• [WORK TO COMPLETE]: Write every entry out again, exactly as given.

• [SOURCE MATERIAL]:
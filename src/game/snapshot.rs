//! Versioned snapshots of a whole game.
//!
//! A snapshot carries the configuration, the game-over flag and winners, and
//! the full stack of turn states. It is encoded as JSON for presentation
//! layers and with bincode for compact storage.

use serde::{Deserialize, Serialize};
use thiserror::Error;

use super::controller::Game;
use super::scoring::GameResult;
use super::state::TurnState;
use crate::core::{Dice, GameConfig, GameRng, GameRngState, PlayerId, UnknownVariant};

/// Current snapshot format.
pub const SNAPSHOT_VERSION: u32 = 1;

/// Snapshot decoding or restore failure.
#[derive(Debug, Error)]
pub enum SnapshotError {
    #[error("invalid snapshot JSON: {0}")]
    Json(#[from] serde_json::Error),

    #[error("invalid snapshot encoding: {0}")]
    Binary(#[from] bincode::Error),

    #[error("unsupported snapshot version {found}, expected {SNAPSHOT_VERSION}")]
    Version { found: u32 },

    #[error("snapshot has no turn states")]
    EmptyStack,

    #[error("snapshot is a player view without seed or shuffle state")]
    Redacted,

    #[error("snapshot declares {declared} players but its states seat {found}")]
    PlayerCount { declared: usize, found: usize },

    #[error(transparent)]
    UnknownVariant(#[from] UnknownVariant),
}

/// A game at rest.
#[derive(Clone, Debug, PartialEq, Eq, Serialize, Deserialize)]
pub struct Snapshot {
    pub version: u32,
    pub numplayers: usize,
    pub variants: Vec<String>,
    pub handsize: usize,
    /// Deal seed, absent from player views.
    pub seed: Option<u64>,
    /// Reshuffle stream, so a restored game shuffles the discard identically.
    /// Absent from player views.
    pub rng: Option<GameRngState>,
    pub gameover: bool,
    /// Winners once the game is over, empty before.
    pub winner: Vec<PlayerId>,
    /// Every committed ply, oldest first.
    pub stack: Vec<TurnState>,
}

impl Snapshot {
    /// Capture a game.
    #[must_use]
    pub fn of<D: Dice>(game: &Game<D>) -> Self {
        let config = game.config();
        let stack: Vec<TurnState> = game.plies().cloned().collect();
        Self {
            version: SNAPSHOT_VERSION,
            numplayers: game.state().hands.player_count(),
            variants: config.variant_names(),
            handsize: config.hand_size,
            seed: Some(config.seed),
            rng: Some(game.rng_state()),
            gameover: game.is_over(),
            winner: game.result().map(GameResult::players).unwrap_or_default(),
            stack,
        }
    }

    /// The view `viewer` is allowed to see, without the seed or shuffle state.
    #[must_use]
    pub fn stripped(&self, viewer: PlayerId) -> Self {
        Self {
            seed: None,
            rng: None,
            stack: self.stack.iter().map(|s| s.stripped(viewer)).collect(),
            ..self.clone()
        }
    }

    /// Whether this is a player view that cannot be resumed.
    #[must_use]
    pub fn is_redacted(&self) -> bool {
        self.seed.is_none() || self.rng.is_none()
    }

    /// Latest ply.
    #[must_use]
    pub fn latest(&self) -> Option<&TurnState> {
        self.stack.last()
    }

    /// Rebuild the configuration. A player view keeps the default seed.
    pub fn config(&self) -> Result<GameConfig, SnapshotError> {
        let config = GameConfig::from_variant_names(&self.variants)?.with_hand_size(self.handsize);
        Ok(match self.seed {
            Some(seed) => config.with_seed(seed),
            None => config,
        })
    }

    /// The recorded result, if the game is over.
    #[must_use]
    pub fn result(&self) -> Option<GameResult> {
        if !self.gameover {
            return None;
        }
        match self.winner.as_slice() {
            [only] => Some(GameResult::Winner(*only)),
            players => Some(GameResult::Winners(players.to_vec())),
        }
    }

    pub fn to_json(&self) -> Result<String, SnapshotError> {
        Ok(serde_json::to_string(self)?)
    }

    pub fn from_json(json: &str) -> Result<Self, SnapshotError> {
        let snapshot: Self = serde_json::from_str(json)?;
        snapshot.checked()
    }

    pub fn to_bytes(&self) -> Result<Vec<u8>, SnapshotError> {
        Ok(bincode::serialize(self)?)
    }

    pub fn from_bytes(bytes: &[u8]) -> Result<Self, SnapshotError> {
        let snapshot: Self = bincode::deserialize(bytes)?;
        snapshot.checked()
    }

    /// Resume the game with dice forked from the reshuffle stream.
    pub fn restore(self) -> Result<Game<GameRng>, SnapshotError> {
        let state = self.rng.as_ref().ok_or(SnapshotError::Redacted)?;
        let dice = GameRng::from_state(state).fork();
        self.restore_with(dice)
    }

    /// Resume the game with a custom dice source.
    pub fn restore_with<D: Dice>(self, dice: D) -> Result<Game<D>, SnapshotError> {
        let snapshot = self.checked()?;
        if snapshot.is_redacted() {
            return Err(SnapshotError::Redacted);
        }
        let config = snapshot.config()?;
        let result = snapshot.result();
        let rng = snapshot
            .rng
            .as_ref()
            .map(GameRng::from_state)
            .ok_or(SnapshotError::Redacted)?;
        Game::from_parts(config, dice, rng, snapshot.stack, result).ok_or(SnapshotError::EmptyStack)
    }

    fn checked(self) -> Result<Self, SnapshotError> {
        if self.version != SNAPSHOT_VERSION {
            return Err(SnapshotError::Version { found: self.version });
        }
        let Some(first) = self.stack.first() else {
            return Err(SnapshotError::EmptyStack);
        };
        let found = first.hands.player_count();
        if found != self.numplayers {
            return Err(SnapshotError::PlayerCount {
                declared: self.numplayers,
                found,
            });
        }
        Ok(self)
    }
}

impl<D: Dice> Game<D> {
    /// Capture the game as a snapshot.
    #[must_use]
    pub fn snapshot(&self) -> Snapshot {
        Snapshot::of(self)
    }
}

• [ANSWER TO THE EXERCISE]:
filename src/game/snapshot.rs
//! Versioned snapshots of a whole game.
//!
//! A snapshot carries the configuration, the game-over flag and winners, and
//! the full stack of turn states. It is encoded as JSON for presentation
//! layers and with bincode for compact storage.

use serde::{Deserialize, Serialize};
use thiserror::Error;

use super::controller::Game;
use super::scoring::GameResult;
use super::state::TurnState;
use crate::core::{Dice, GameConfig, GameRng, GameRngState, PlayerId, UnknownVariant};

/// Current snapshot format.
pub const SNAPSHOT_VERSION: u32 = 1;

/// Snapshot decoding or restore failure.
#[derive(Debug, Error)]
pub enum SnapshotError {
    #[error("invalid snapshot JSON: {0}")]
    Json(#[from] serde_json::Error),

    #[error("invalid snapshot encoding: {0}")]
    Binary(#[from] bincode::Error),

    #[error("unsupported snapshot version {found}, expected {SNAPSHOT_VERSION}")]
    Version { found: u32 },

    #[error("snapshot has no turn states")]
    EmptyStack,

    #[error("snapshot is a player view without seed or shuffle state")]
    Redacted,

    #[error("snapshot declares {declared} players but its states seat {found}")]
    PlayerCount { declared: usize, found: usize },

    #[error(transparent)]
    UnknownVariant(#[from] UnknownVariant),
}

/// A game at rest.
#[derive(Clone, Debug, PartialEq, Eq, Serialize, Deserialize)]
pub struct Snapshot {
    pub version: u32,
    pub numplayers: usize,
    pub variants: Vec<String>,
    pub handsize: usize,
    /// Deal seed, absent from player views.
    pub seed: Option<u64>,
    /// Reshuffle stream, so a restored game shuffles the discard identically.
    /// Absent from player views.
    pub rng: Option<GameRngState>,
    pub gameover: bool,
    /// Winners once the game is over, empty before.
    pub winner: Vec<PlayerId>,
    /// Every committed ply, oldest first.
    pub stack: Vec<TurnState>,
}

impl Snapshot {
    /// Capture a game.
    #[must_use]
    pub fn of<D: Dice>(game: &Game<D>) -> Self {
        let config = game.config();
        let stack: Vec<TurnState> = game.plies().cloned().collect();
        Self {
            version: SNAPSHOT_VERSION,
            numplayers: game.state().hands.player_count(),
            variants: config.variant_names(),
            handsize: config.hand_size,
            seed: Some(config.seed),
            rng: Some(game.rng_state()),
            gameover: game.is_over(),
            winner: game.result().map(GameResult::players).unwrap_or_default(),
            stack,
        }
    }

    /// The view `viewer` is allowed to see, without the seed or shuffle state.
    #[must_use]
    pub fn stripped(&self, viewer: PlayerId) -> Self {
        Self {
            seed: None,
            rng: None,
            stack: self.stack.iter().map(|s| s.stripped(viewer)).collect(),
            ..self.clone()
        }
    }

    /// Whether this is a player view that cannot be resumed.
    #[must_use]
    pub fn is_redacted(&self) -> bool {
        self.seed.is_none() || self.rng.is_none()
    }

    /// Latest ply.
    #[must_use]
    pub fn latest(&self) -> Option<&TurnState> {
        self.stack.last()
    }

    /// Rebuild the configuration. A player view keeps the default seed.
    pub fn config(&self) -> Result<GameConfig, SnapshotError> {
        let config = GameConfig::from_variant_names(&self.variants)?.with_hand_size(self.handsize);
        Ok(match self.seed {
            Some(seed) => config.with_seed(seed),
            None => config,
        })
    }

    /// The recorded result, if the game is over.
    #[must_use]
    pub fn result(&self) -> Option<GameResult> {
        if !self.gameover {
            return None;
        }
        match self.winner.as_slice() {
            [only] => Some(GameResult::Winner(*only)),
            players => Some(GameResult::Winners(players.to_vec())),
        }
    }

    pub fn to_json(&self) -> Result<String, SnapshotError> {
        Ok(serde_json::to_string(self)?)
    }

    pub fn from_json(json: &str) -> Result<Self, SnapshotError> {
        let snapshot: Self = serde_json::from_str(json)?;
        snapshot.checked()
    }

    pub fn to_bytes(&self) -> Result<Vec<u8>, SnapshotError> {
        Ok(bincode::serialize(self)?)
    }

    pub fn from_bytes(bytes: &[u8]) -> Result<Self, SnapshotError> {
        let snapshot: Self = bincode::deserialize(bytes)?;
        snapshot.checked()
    }

    /// Resume the game with dice forked from the reshuffle stream.
    pub fn restore(self) -> Result<Game<GameRng>, SnapshotError> {
        let state = self.rng.as_ref().ok_or(SnapshotError::Redacted)?;
        let dice = GameRng::from_state(state).fork();
        self.restore_with(dice)
    }

    /// Resume the game with a custom dice source.
    pub fn restore_with<D: Dice>(self, dice: D) -> Result<Game<D>, SnapshotError> {
        let snapshot = self.checked()?;
        if snapshot.is_redacted() {
            return Err(SnapshotError::Redacted);
        }
        let config = snapshot.config()?;
        let result = snapshot.result();
        let rng = snapshot
            .rng
            .as_ref()
            .map(GameRng::from_state)
            .ok_or(SnapshotError::Redacted)?;
        Game::from_parts(config, dice, rng, snapshot.stack, result).ok_or(SnapshotError::EmptyStack)
    }

    fn checked(self) -> Result<Self, SnapshotError> {
        if self.version != SNAPSHOT_VERSION {
            return Err(SnapshotError::Version { found: self.version });
        }
        let Some(first) = self.stack.first() else {
            return Err(SnapshotError::EmptyStack);
        };
        let found = first.hands.player_count();
        if found != self.numplayers {
            return Err(SnapshotError::PlayerCount {
                declared: self.numplayers,
                found,
            });
        }
        Ok(self)
    }
}

impl<D: Dice> Game<D> {
    /// Capture the game as a snapshot.
    #[must_use]
    pub fn snapshot(&self) -> Snapshot {
        Snapshot::of(self)
    }
}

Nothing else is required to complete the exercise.